A new method has been developed that could allow individual isolated molecules to be studied precisely – without destroying the molecule or even influencing its quantum state. According to the researchers, this highly sensitive technique for probing molecules is widely applicable and paves the way for a range of new applications in the fields of spectroscopy and chemistry.
In typical spectroscopic experiments, a sample containing a large number of molecules is irradiated directly. The molecules can only absorb light at well-defined wavelengths which correspond to energy differences between two of their quantum states – this is referred to as a spectroscopic excitation.
During these experiments, the molecules are perturbed and change their quantum state. In many cases, the molecules even have to be destroyed to detect the spectroscopic excitations. The analysis of the wavelengths and the intensities of these excitations provide information on the chemical structure of the molecules and their motions such as rotations or vibrations.
Inspired by quantum methods developed for the manipulation of atoms, the research group of Professor Stefan Willitsch at the Department of Chemistry of the University of Basel, Switzerland, has developed a new technique which enables spectroscopic measurements on the level of a single molecule. The new technique does not disturb the molecule or even perturb its quantum state.
In their experiments, the molecule was placed in a radiofrequency trap and cooled down to near the absolute zero point of the temperature scale – approximately -273 °C. To enable cooling, an auxiliary atom was simultaneously trapped and localised next to the molecule. This spatial proximity is essential for the subsequent spectroscopic study of the molecule.

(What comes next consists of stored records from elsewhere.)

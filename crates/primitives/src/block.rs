//! Blocks and block bodies.

use crate::{BlockHeader, Transaction, Withdrawal};
use alloy_rlp::{Decodable, Encodable};
use serde::{Deserialize, Serialize};

/// Transactions, ommers and (after Shanghai) withdrawals of one block.
///
/// The withdrawals list is a trailing optional of the body RLP, mirroring
/// the header's `withdrawals_root`.
#[derive(Debug, Clone, Default, PartialEq, Eq, Serialize, Deserialize)]
pub struct BlockBody {
    /// Transactions included in the block.
    pub transactions: Vec<Transaction>,
    /// Ommer headers; empty after the merge.
    pub ommers: Vec<BlockHeader>,
    /// Withdrawals, present from Shanghai.
    pub withdrawals: Option<Vec<Withdrawal>>,
}

/// A full block.
#[derive(Debug, Clone, Default, PartialEq, Eq, Serialize, Deserialize)]
pub struct Block {
    /// The block header.
    pub header: BlockHeader,
    /// The block body.
    pub body: BlockBody,
}

/// A block paired with its precomputed header hash.
#[derive(Debug, Clone, PartialEq, Eq, Serialize, Deserialize)]
pub struct BlockWithHash {
    /// The block.
    pub block: Block,
    /// Hash of the block header.
    pub hash: alloy_primitives::B256,
}

impl Block {
    /// Populates each transaction's `from` field from its signature.
    /// Transactions whose recovery fails keep `from = None`.
    pub fn recover_senders(&mut self) {
        for txn in &mut self.body.transactions {
            if txn.from.is_none() {
                txn.from = txn.recover_sender();
            }
        }
    }
}

impl BlockBody {
    fn payload_length(&self) -> usize {
        let tx_len: usize = self.transactions.iter().map(Encodable::length).sum();
        let ommers_len: usize = self.ommers.iter().map(Encodable::length).sum();
        let mut len = alloy_rlp::length_of_length(tx_len)
            + tx_len
            + alloy_rlp::length_of_length(ommers_len)
            + ommers_len;
        if let Some(withdrawals) = &self.withdrawals {
            len += withdrawals.length();
        }
        len
    }
}

impl Encodable for BlockBody {
    fn encode(&self, out: &mut dyn alloy_rlp::BufMut) {
        alloy_rlp::Header { list: true, payload_length: self.payload_length() }.encode(out);
        let tx_len: usize = self.transactions.iter().map(Encodable::length).sum();
        alloy_rlp::Header { list: true, payload_length: tx_len }.encode(out);
        for txn in &self.transactions {
            txn.encode(out);
        }
        let ommers_len: usize = self.ommers.iter().map(Encodable::length).sum();
        alloy_rlp::Header { list: true, payload_length: ommers_len }.encode(out);
        for ommer in &self.ommers {
            ommer.encode(out);
        }
        if let Some(withdrawals) = &self.withdrawals {
            withdrawals.encode(out);
        }
    }

    fn length(&self) -> usize {
        let payload_length = self.payload_length();
        payload_length + alloy_rlp::length_of_length(payload_length)
    }
}

impl Decodable for BlockBody {
    fn decode(buf: &mut &[u8]) -> alloy_rlp::Result<Self> {
        let rlp_head = alloy_rlp::Header::decode(buf)?;
        if !rlp_head.list {
            return Err(alloy_rlp::Error::UnexpectedString);
        }
        let started_len = buf.len();

        let transactions = Vec::<Transaction>::decode(buf)?;
        let ommers = Vec::<BlockHeader>::decode(buf)?;
        let withdrawals = if started_len - buf.len() < rlp_head.payload_length {
            Some(Vec::<Withdrawal>::decode(buf)?)
        } else {
            None
        };

        if started_len - buf.len() != rlp_head.payload_length {
            return Err(alloy_rlp::Error::ListLengthMismatch {
                expected: rlp_head.payload_length,
                got: started_len - buf.len(),
            });
        }
        Ok(Self { transactions, ommers, withdrawals })
    }
}

impl Encodable for Block {
    fn encode(&self, out: &mut dyn alloy_rlp::BufMut) {
        let body_payload = self.body.payload_length();
        let payload_length = self.header.length() + body_payload;
        alloy_rlp::Header { list: true, payload_length }.encode(out);
        self.header.encode(out);
        // body fields are inlined in the block list, not nested
        let tx_len: usize = self.body.transactions.iter().map(Encodable::length).sum();
        alloy_rlp::Header { list: true, payload_length: tx_len }.encode(out);
        for txn in &self.body.transactions {
            txn.encode(out);
        }
        let ommers_len: usize = self.body.ommers.iter().map(Encodable::length).sum();
        alloy_rlp::Header { list: true, payload_length: ommers_len }.encode(out);
        for ommer in &self.body.ommers {
            ommer.encode(out);
        }
        if let Some(withdrawals) = &self.body.withdrawals {
            withdrawals.encode(out);
        }
    }

    fn length(&self) -> usize {
        let payload_length = self.header.length() + self.body.payload_length();
        payload_length + alloy_rlp::length_of_length(payload_length)
    }
}

impl Decodable for Block {
    fn decode(buf: &mut &[u8]) -> alloy_rlp::Result<Self> {
        let rlp_head = alloy_rlp::Header::decode(buf)?;
        if !rlp_head.list {
            return Err(alloy_rlp::Error::UnexpectedString);
        }
        let started_len = buf.len();

        let header = BlockHeader::decode(buf)?;
        let transactions = Vec::<Transaction>::decode(buf)?;
        let ommers = Vec::<BlockHeader>::decode(buf)?;
        let withdrawals = if started_len - buf.len() < rlp_head.payload_length {
            Some(Vec::<Withdrawal>::decode(buf)?)
        } else {
            None
        };

        if started_len - buf.len() != rlp_head.payload_length {
            return Err(alloy_rlp::Error::ListLengthMismatch {
                expected: rlp_head.payload_length,
                got: started_len - buf.len(),
            });
        }
        Ok(Self { header, body: BlockBody { transactions, ommers, withdrawals } })
    }
}

#[cfg(test)]
mod tests {
    use super::*;
    use crate::{Transaction, TxType};
    use alloy_primitives::{Address, U256};

    fn sample_body() -> BlockBody {
        BlockBody {
            transactions: vec![
                Transaction {
                    tx_type: TxType::Legacy,
                    nonce: 1,
                    max_priority_fee_per_gas: U256::from(10u64),
                    max_fee_per_gas: U256::from(10u64),
                    gas_limit: 21_000,
                    to: Some(Address::repeat_byte(0xaa)),
                    value: U256::from(100u64),
                    chain_id: Some(1),
                    r: U256::from(1u64),
                    s: U256::from(2u64),
                    ..Default::default()
                },
                Transaction {
                    tx_type: TxType::Eip1559,
                    nonce: 2,
                    max_priority_fee_per_gas: U256::from(1u64),
                    max_fee_per_gas: U256::from(20u64),
                    gas_limit: 30_000,
                    to: None,
                    chain_id: Some(1),
                    r: U256::from(3u64),
                    s: U256::from(4u64),
                    odd_y_parity: true,
                    ..Default::default()
                },
            ],
            ommers: vec![],
            withdrawals: None,
        }
    }

    #[test]
    fn body_roundtrip_mixed_tx_types() {
        let body = sample_body();
        let mut encoded = Vec::new();
        body.encode(&mut encoded);
        assert_eq!(encoded.len(), body.length());
        let decoded = BlockBody::decode(&mut encoded.as_slice()).unwrap();
        assert_eq!(decoded, body);
    }

    #[test]
    fn body_roundtrip_with_withdrawals() {
        let body = BlockBody {
            withdrawals: Some(vec![Withdrawal {
                index: 17,
                validator_index: 3,
                address: Address::repeat_byte(0x01),
                amount: 2_000_000_000,
            }]),
            ..sample_body()
        };
        let mut encoded = Vec::new();
        body.encode(&mut encoded);
        let decoded = BlockBody::decode(&mut encoded.as_slice()).unwrap();
        assert_eq!(decoded, body);
    }

    #[test]
    fn block_roundtrip() {
        let block = Block { header: BlockHeader::default(), body: sample_body() };
        let mut encoded = Vec::new();
        block.encode(&mut encoded);
        assert_eq!(encoded.len(), block.length());
        let decoded = Block::decode(&mut encoded.as_slice()).unwrap();
        assert_eq!(decoded, block);
    }
}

Subsequently, a force was generated on the molecule by focusing two laser beams on the particles to form a so-called optical lattice. The strength of this optical force increases with the proximity of the irradiated wavelength to a spectroscopic excitation in the molecule resulting in a vibration of the molecule within the trap instead of its excitation.

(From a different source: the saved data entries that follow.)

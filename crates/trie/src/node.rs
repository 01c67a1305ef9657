//! Marshalled branch-node records of the trie tables.

use alloy_primitives::B256;
use alloy_trie::nodes::BranchNodeCompact;
use corten_primitives::DecodingError;

const ROOT_FLAG: u8 = 0x01;

/// A stored branch node.
///
/// `state_mask` marks the populated children, `tree_mask` the children
/// that have their own stored record further down, `hash_mask` the
/// children whose hashes are carried in `hashes`. A record at the root of
/// a (sub)trie additionally carries `root_hash`.
#[derive(Debug, Clone, Default, PartialEq, Eq)]
pub struct StoredNode {
    /// Populated children.
    pub state_mask: u16,
    /// Children with stored subtree records.
    pub tree_mask: u16,
    /// Children whose hashes follow.
    pub hash_mask: u16,
    /// Root hash of the subtree below this record, when known.
    pub root_hash: Option<B256>,
    /// Child hashes, one per set bit of `hash_mask`, ascending.
    pub hashes: Vec<B256>,
}

impl StoredNode {
    /// A record carrying only a subtree root hash.
    pub fn root_only(root_hash: B256) -> Self {
        Self { root_hash: Some(root_hash), ..Default::default() }
    }

    /// The stored hash of child `nibble`, if `hash_mask` covers it.
    pub fn hash_for_nibble(&self, nibble: u8) -> Option<B256> {
        if self.hash_mask & (1 << nibble) == 0 {
            return None;
        }
        let below = self.hash_mask & ((1u16 << nibble) - 1);
        self.hashes.get(below.count_ones() as usize).copied()
    }

    /// Marshals the record: three big-endian masks, a flag byte, the
    /// optional root hash, then the child hashes.
    pub fn encode(&self) -> Vec<u8> {
        let mut out = Vec::with_capacity(7 + 32 * (self.hashes.len() + 1));
        out.extend_from_slice(&self.state_mask.to_be_bytes());
        out.extend_from_slice(&self.tree_mask.to_be_bytes());
        out.extend_from_slice(&self.hash_mask.to_be_bytes());
        out.push(if self.root_hash.is_some() { ROOT_FLAG } else { 0 });
        if let Some(root) = &self.root_hash {
            out.extend_from_slice(root.as_slice());
        }
        for hash in &self.hashes {
            out.extend_from_slice(hash.as_slice());
        }
        out
    }

    /// Unmarshals a record, validating mask consistency.
    pub fn decode(payload: &[u8]) -> Result<Self, DecodingError> {
        if payload.len() < 7 {
            return Err(DecodingError::InputTooShort);
        }
        let mask = |i: usize| u16::from_be_bytes([payload[i], payload[i + 1]]);
        let state_mask = mask(0);
        let tree_mask = mask(2);
        let hash_mask = mask(4);
        if tree_mask & !state_mask != 0 || hash_mask & !state_mask != 0 {
            return Err(DecodingError::InvalidMasksSubsets);
        }

        let mut rest = &payload[7..];
        let root_hash = if payload[6] & ROOT_FLAG != 0 {
            if rest.len() < 32 {
                return Err(DecodingError::InputTooShort);
            }
            let root = B256::from_slice(&rest[..32]);
            rest = &rest[32..];
            Some(root)
        } else {
            None
        };

        if rest.len() != hash_mask.count_ones() as usize * 32 {
            return Err(DecodingError::InvalidHashesLength);
        }
        let hashes = rest.chunks_exact(32).map(B256::from_slice).collect();
        Ok(Self { state_mask, tree_mask, hash_mask, root_hash, hashes })
    }
}

impl From<&BranchNodeCompact> for StoredNode {
    fn from(node: &BranchNodeCompact) -> Self {
        Self {
            state_mask: node.state_mask.get(),
            tree_mask: node.tree_mask.get(),
            hash_mask: node.hash_mask.get(),
            root_hash: node.root_hash,
            hashes: node.hashes.iter().copied().collect(),
        }
    }
}

#[cfg(test)]
mod tests {
    use super::*;
    use rstest::rstest;

    fn sample() -> StoredNode {
        StoredNode {
            state_mask: 0b1011_0000_0000_0101,
            tree_mask: 0b0001_0000_0000_0001,
            hash_mask: 0b1000_0000_0000_0100,
            root_hash: Some(B256::repeat_byte(0x77)),
            hashes: vec![B256::repeat_byte(1), B256::repeat_byte(2)],
        }
    }

    #[rstest]
    #[case(StoredNode::default())]
    #[case(StoredNode::root_only(B256::repeat_byte(7)))]
    #[case(sample())]
    fn roundtrip(#[case] node: StoredNode) {
        assert_eq!(StoredNode::decode(&node.encode()).unwrap(), node);
    }

    #[test]
    fn hash_lookup_counts_set_bits() {
        let node = sample();
        assert_eq!(node.hash_for_nibble(2), Some(B256::repeat_byte(1)));
        assert_eq!(node.hash_for_nibble(15), Some(B256::repeat_byte(2)));
        assert_eq!(node.hash_for_nibble(0), None);
        assert_eq!(node.hash_for_nibble(4), None);
    }

    #[test]
    fn mask_subset_violations_are_rejected() {
        let mut node = StoredNode { state_mask: 0b0001, tree_mask: 0b0010, ..Default::default() };
        assert_eq!(
            StoredNode::decode(&node.encode()),
            Err(DecodingError::InvalidMasksSubsets)
        );
        node.tree_mask = 0;
        node.hash_mask = 0b0100;
        assert_eq!(
            StoredNode::decode(&node.encode()),
            Err(DecodingError::InvalidMasksSubsets)
        );
    }

    #[test]
    fn hash_count_mismatch_is_rejected() {
        let node = StoredNode {
            state_mask: 0b0101,
            hash_mask: 0b0101,
            hashes: vec![B256::repeat_byte(1)],
            ..Default::default()
        };
        assert_eq!(
            StoredNode::decode(&node.encode()),
            Err(DecodingError::InvalidHashesLength)
        );
    }
}
//! The staged pipeline and its stages.
//!
//! Each stage is a deterministic function over the exclusive write
//! transaction with a persisted progress block number; the pipeline runs
//! them in order, stops at the first non-success and surfaces the failing
//! stage's unwind point and bad-block hash.

mod execution;
mod hashstate;
mod headers;
mod interhashes;
mod pipeline;
mod senders;
mod stage;

pub use execution::{
    DbBlockState, DbStateReader, Evm, ExecutionOutcome, ExecutionProcessor, ExecutionStage,
    IntraBlockState, StateReader, TransferEvm,
};
pub use hashstate::HashStateStage;
pub use headers::HeadersStage;
pub use interhashes::InterHashesStage;
pub use pipeline::Pipeline;
pub use senders::SendersStage;
pub use stage::{Stage, StageError, StageId, StageOutcome, SyncContext};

The strength of the vibration is related to the proximity to a spectroscopic transition and is transmitted to the neighbouring calcium atom from which it is detected with high sensitivity. In this way, the same information on the molecule can be retrieved as in a conventional spectroscopic experiment.

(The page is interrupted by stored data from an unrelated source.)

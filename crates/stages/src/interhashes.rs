//! The intermediate-hashes stage: maintains the account and storage tries
//! and produces the state root that must match the header.

use crate::{Stage, StageError, StageId, StageOutcome, SyncContext};
use alloy_primitives::B256;
use corten_storage::{
    read_stage_progress, write_stage_progress, ChainProvider, RawKey, RawValue, StoreTx,
    TrieOfAccounts, TrieOfStorage,
};
use corten_trie::{
    gather_account_changes, gather_storage_changes, Collector, HashedAddresses, PrefixSet,
    StoragePrefixSets, TrieLoader,
};
use reth_db_api::{
    cursor::{DbCursorRO, DbCursorRW},
    transaction::{DbTx, DbTxMut},
};
use tracing::{error, info, warn};

/// Segments wider than this regenerate the tries from scratch instead of
/// updating them incrementally.
const LARGE_SEGMENT_WORTH_REGEN: u64 = 100_000;

/// Computes the state root over the hashed state, regenerating or
/// incrementally updating the trie tables, and reports `WrongStateRoot`
/// with a bisected unwind point on mismatch.
#[derive(Debug, Default)]
pub struct InterHashesStage;

enum RootOutcome {
    Match,
    Mismatch { computed: B256 },
}

impl InterHashesStage {
    /// Runs the loader and, when the root matches, flushes the collected
    /// node records into the trie tables.
    fn compute_and_flush(
        &self,
        txn: &mut StoreTx<'_>,
        changes: Option<(PrefixSet, StoragePrefixSets)>,
        expected_root: B256,
    ) -> Result<RootOutcome, StageError> {
        let tx = txn.tx();
        let (account_changes, storage_changes) = match changes {
            Some((accounts, storage)) => (Some(accounts), storage),
            None => (None, StoragePrefixSets::new()),
        };

        let mut loader = TrieLoader::new(tx, account_changes, storage_changes);
        let computed = loader.calculate_root()?;
        if computed != expected_root {
            // collectors drop here, deleting any spill files
            return Ok(RootOutcome::Mismatch { computed });
        }

        let (account_nodes, storage_nodes) = loader.into_collectors();
        flush_collector::<_, TrieOfAccounts>(tx, account_nodes)?;
        flush_collector::<_, TrieOfStorage>(tx, storage_nodes)?;
        Ok(RootOutcome::Match)
    }

    fn run(
        &mut self,
        txn: &mut StoreTx<'_>,
        ctx: &mut SyncContext,
        previous_progress: u64,
        target: u64,
    ) -> Result<StageOutcome, StageError> {
        let segment_width = previous_progress.abs_diff(target);

        let (expected_root, target_hash) = {
            let chain = ChainProvider::new(txn.tx());
            let hash = chain
                .read_canonical_hash(target)?
                .ok_or(StageError::Inconsistent("canonical hash missing at trie target"))?;
            let header = chain
                .read_header(target, hash)?
                .ok_or(StageError::Inconsistent("canonical header missing at trie target"))?;
            (header.state_root, hash)
        };

        let regenerate = previous_progress == 0 || segment_width > LARGE_SEGMENT_WORTH_REGEN;
        let outcome = if regenerate {
            info!(
                target: "interhashes",
                from = previous_progress,
                to = target,
                "regenerating intermediate hashes"
            );
            txn.tx().clear::<TrieOfAccounts>()?;
            txn.tx().clear::<TrieOfStorage>()?;
            self.compute_and_flush(txn, None, expected_root)?
        } else {
            let tx = txn.tx();
            let mut hashed = HashedAddresses::new();
            let account_changes =
                gather_account_changes(tx, previous_progress, target, &mut hashed)?;
            let storage_changes =
                gather_storage_changes(tx, previous_progress, target, &mut hashed)?;
            drop(hashed);
            self.compute_and_flush(
                txn,
                Some((account_changes, storage_changes)),
                expected_root,
            )?
        };

        match outcome {
            RootOutcome::Match => {
                write_stage_progress(txn.tx(), StageId::INTERMEDIATE_HASHES.0, target)?;
                Ok(StageOutcome::Success)
            }
            RootOutcome::Mismatch { computed } => {
                warn!(
                    target: "interhashes",
                    expected = %expected_root,
                    got = %computed,
                    block = target,
                    "wrong state root"
                );
                if target > previous_progress {
                    // bisect towards the lower half of the segment
                    ctx.unwind_point = Some(previous_progress + segment_width / 2);
                    ctx.bad_block_hash = Some(target_hash);
                }
                Ok(StageOutcome::WrongStateRoot)
            }
        }
    }
}

fn flush_collector<TX, T>(tx: &TX, collector: Collector) -> Result<(), StageError>
where
    TX: DbTx + DbTxMut,
    T: reth_db_api::table::Table<Key = RawKey, Value = RawValue>,
{
    if collector.is_empty() {
        return Ok(());
    }
    // append on an empty table, upsert otherwise
    let empty = tx.cursor_read::<T>()?.first()?.is_none();
    let mut cursor = tx.cursor_write::<T>()?;
    collector.load(|key, value| {
        let key = RawKey(key.to_vec());
        let value = RawValue(value.to_vec());
        if empty {
            cursor.append(key, &value).map_err(corten_storage::StorageError::Database)?;
        } else {
            cursor.upsert(key, &value).map_err(corten_storage::StorageError::Database)?;
        }
        Ok(())
    })?;
    Ok(())
}

impl Stage for InterHashesStage {
    fn id(&self) -> StageId {
        StageId::INTERMEDIATE_HASHES
    }

    fn forward(&mut self, txn: &mut StoreTx<'_>, ctx: &mut SyncContext) -> StageOutcome {
        let result = (|| -> Result<StageOutcome, StageError> {
            if ctx.is_stopping() {
                return Ok(StageOutcome::StoppedByEnv);
            }
            let previous_progress =
                read_stage_progress(txn.tx(), StageId::INTERMEDIATE_HASHES.0)?;
            let hashstate_progress = read_stage_progress(txn.tx(), StageId::HASH_STATE.0)?;
            if previous_progress == hashstate_progress {
                return Ok(StageOutcome::Success);
            }
            if previous_progress > hashstate_progress {
                error!(
                    target: "interhashes",
                    trie = previous_progress,
                    hashstate = hashstate_progress,
                    "intermediate hashes ahead of hashed state"
                );
                return Ok(StageOutcome::InvalidProgress);
            }
            self.run(txn, ctx, previous_progress, hashstate_progress)
        })();
        match result {
            Ok(outcome) => outcome,
            Err(err) => {
                error!(target: "pipeline", stage = %self.id(), %err, "forward failed");
                err.outcome()
            }
        }
    }

    fn unwind(&mut self, txn: &mut StoreTx<'_>, ctx: &mut SyncContext) -> StageOutcome {
        let result = (|| -> Result<StageOutcome, StageError> {
            let Some(to) = ctx.unwind_point else {
                return Ok(StageOutcome::Success);
            };
            let previous_progress =
                read_stage_progress(txn.tx(), StageId::INTERMEDIATE_HASHES.0)?;
            if to >= previous_progress {
                return Ok(StageOutcome::Success);
            }
            let outcome = self.run(txn, ctx, previous_progress, to)?;
            Ok(outcome)
        })();
        match result {
            Ok(outcome) => outcome,
            Err(err) => {
                error!(target: "pipeline", stage = %self.id(), %err, "unwind failed");
                err.outcome()
            }
        }
    }
}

The scientists say this method, which is a new type of force spectroscopy, introduces several new concepts:
- it relies on single molecules instead of large ensembles
- it represents a completely non-invasive technique as detection is accomplished indirectly (via a neighbouring atom) and without a direct excitation of spectroscopic transitions. Therefore, the quantum state of the molecule is left intact, so that the measurement can be repeated continuously. As a result, the method is much more sensitive than established spectroscopic methods that rely on the direct excitation and destruction of a large number of molecules.
The results were published in Science.